■ **Task to complete**
What lines in the records include the string "concurrency"? Return each one.

*** Source material Section Begins ***

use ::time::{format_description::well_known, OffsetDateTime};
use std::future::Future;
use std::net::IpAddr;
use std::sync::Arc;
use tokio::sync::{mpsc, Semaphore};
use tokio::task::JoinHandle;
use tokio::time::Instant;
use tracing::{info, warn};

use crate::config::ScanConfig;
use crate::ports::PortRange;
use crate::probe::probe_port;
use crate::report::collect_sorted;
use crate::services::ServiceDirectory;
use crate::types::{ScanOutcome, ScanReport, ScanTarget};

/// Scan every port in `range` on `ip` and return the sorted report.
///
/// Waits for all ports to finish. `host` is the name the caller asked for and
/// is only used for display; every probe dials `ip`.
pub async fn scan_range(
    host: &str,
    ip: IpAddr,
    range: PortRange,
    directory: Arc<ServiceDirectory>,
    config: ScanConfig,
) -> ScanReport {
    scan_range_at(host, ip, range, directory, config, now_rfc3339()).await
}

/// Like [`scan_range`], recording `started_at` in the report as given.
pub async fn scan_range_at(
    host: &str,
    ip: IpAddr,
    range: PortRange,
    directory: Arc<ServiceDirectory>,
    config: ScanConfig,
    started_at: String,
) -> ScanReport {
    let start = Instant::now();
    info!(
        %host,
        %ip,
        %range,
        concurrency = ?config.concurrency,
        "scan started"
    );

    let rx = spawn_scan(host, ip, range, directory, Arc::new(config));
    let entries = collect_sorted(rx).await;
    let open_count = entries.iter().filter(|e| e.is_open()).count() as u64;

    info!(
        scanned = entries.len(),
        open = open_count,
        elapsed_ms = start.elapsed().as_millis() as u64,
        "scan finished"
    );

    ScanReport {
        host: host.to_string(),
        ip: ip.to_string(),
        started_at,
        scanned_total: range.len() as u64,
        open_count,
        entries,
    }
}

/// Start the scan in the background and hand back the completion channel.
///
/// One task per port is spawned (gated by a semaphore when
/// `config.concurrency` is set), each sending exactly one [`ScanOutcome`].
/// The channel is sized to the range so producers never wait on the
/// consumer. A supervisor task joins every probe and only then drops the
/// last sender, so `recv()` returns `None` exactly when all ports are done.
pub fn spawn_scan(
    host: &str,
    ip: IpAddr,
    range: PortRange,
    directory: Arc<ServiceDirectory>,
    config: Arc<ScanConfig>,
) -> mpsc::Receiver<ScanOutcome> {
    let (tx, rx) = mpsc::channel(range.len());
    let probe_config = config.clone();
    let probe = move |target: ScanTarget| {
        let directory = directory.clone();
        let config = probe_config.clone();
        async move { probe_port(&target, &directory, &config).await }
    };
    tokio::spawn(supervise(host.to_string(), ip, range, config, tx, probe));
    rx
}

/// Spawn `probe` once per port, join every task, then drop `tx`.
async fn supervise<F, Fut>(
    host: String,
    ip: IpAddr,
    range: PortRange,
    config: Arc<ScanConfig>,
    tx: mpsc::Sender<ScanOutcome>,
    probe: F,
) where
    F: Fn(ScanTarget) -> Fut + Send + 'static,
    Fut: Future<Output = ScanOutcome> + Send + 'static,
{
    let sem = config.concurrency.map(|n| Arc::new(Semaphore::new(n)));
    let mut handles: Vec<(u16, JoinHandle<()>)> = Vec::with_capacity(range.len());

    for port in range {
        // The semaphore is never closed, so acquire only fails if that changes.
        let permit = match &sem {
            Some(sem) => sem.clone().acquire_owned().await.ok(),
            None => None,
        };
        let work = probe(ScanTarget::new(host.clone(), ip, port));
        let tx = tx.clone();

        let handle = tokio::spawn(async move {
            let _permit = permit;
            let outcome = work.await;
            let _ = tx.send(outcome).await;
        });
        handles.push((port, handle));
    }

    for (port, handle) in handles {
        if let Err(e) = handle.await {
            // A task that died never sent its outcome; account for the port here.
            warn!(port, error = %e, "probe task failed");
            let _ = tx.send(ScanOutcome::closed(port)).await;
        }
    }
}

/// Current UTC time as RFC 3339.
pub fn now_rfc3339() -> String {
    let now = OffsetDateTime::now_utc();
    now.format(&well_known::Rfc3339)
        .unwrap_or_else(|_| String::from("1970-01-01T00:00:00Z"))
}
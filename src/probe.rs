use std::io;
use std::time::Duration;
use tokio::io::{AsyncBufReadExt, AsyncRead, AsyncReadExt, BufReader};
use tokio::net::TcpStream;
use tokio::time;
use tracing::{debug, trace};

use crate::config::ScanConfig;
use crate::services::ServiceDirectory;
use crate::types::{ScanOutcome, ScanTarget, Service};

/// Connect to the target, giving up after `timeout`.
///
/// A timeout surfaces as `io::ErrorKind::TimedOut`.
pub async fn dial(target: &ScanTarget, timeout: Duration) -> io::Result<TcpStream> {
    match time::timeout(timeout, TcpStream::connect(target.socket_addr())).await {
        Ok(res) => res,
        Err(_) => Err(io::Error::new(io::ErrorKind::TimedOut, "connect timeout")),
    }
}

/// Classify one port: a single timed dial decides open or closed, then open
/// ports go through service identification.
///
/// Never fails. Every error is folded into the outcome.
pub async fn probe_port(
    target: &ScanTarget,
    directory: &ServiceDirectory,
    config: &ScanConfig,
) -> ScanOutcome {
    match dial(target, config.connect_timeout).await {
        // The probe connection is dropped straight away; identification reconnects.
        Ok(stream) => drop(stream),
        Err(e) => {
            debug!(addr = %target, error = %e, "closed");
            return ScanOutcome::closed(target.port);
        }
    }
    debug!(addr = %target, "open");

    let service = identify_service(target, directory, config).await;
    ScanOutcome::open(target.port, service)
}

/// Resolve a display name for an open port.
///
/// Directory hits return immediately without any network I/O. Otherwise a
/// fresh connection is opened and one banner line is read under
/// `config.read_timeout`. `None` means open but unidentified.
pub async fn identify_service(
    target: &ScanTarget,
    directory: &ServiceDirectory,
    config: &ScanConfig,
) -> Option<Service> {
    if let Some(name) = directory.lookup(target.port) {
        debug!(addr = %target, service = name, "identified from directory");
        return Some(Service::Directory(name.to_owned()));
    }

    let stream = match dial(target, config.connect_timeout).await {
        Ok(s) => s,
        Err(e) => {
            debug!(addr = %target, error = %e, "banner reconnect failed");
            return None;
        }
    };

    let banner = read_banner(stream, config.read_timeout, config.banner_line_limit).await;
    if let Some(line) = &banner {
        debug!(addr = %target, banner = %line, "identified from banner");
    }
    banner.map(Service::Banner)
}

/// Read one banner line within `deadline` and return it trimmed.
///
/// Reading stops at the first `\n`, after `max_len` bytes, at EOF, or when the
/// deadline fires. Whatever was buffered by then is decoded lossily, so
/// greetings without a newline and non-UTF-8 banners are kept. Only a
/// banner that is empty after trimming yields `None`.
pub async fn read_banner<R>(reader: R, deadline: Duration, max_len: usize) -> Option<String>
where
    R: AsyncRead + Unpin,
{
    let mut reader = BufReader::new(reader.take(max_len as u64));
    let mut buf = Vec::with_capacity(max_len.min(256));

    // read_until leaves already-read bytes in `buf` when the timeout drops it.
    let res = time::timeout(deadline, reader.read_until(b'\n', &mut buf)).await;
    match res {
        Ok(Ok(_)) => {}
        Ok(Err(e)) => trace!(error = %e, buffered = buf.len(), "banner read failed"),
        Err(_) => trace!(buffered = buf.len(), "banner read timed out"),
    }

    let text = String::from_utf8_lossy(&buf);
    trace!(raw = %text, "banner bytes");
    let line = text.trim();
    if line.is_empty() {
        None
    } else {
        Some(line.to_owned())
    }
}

*** Source material Section Ends ***

■ **Answer for the task**
        concurrency = ?config.concurrency,
/// `config.concurrency` is set), each sending exactly one [`ScanOutcome`].
    let sem = config.concurrency.map(|n| Arc::new(Semaphore::new(n)));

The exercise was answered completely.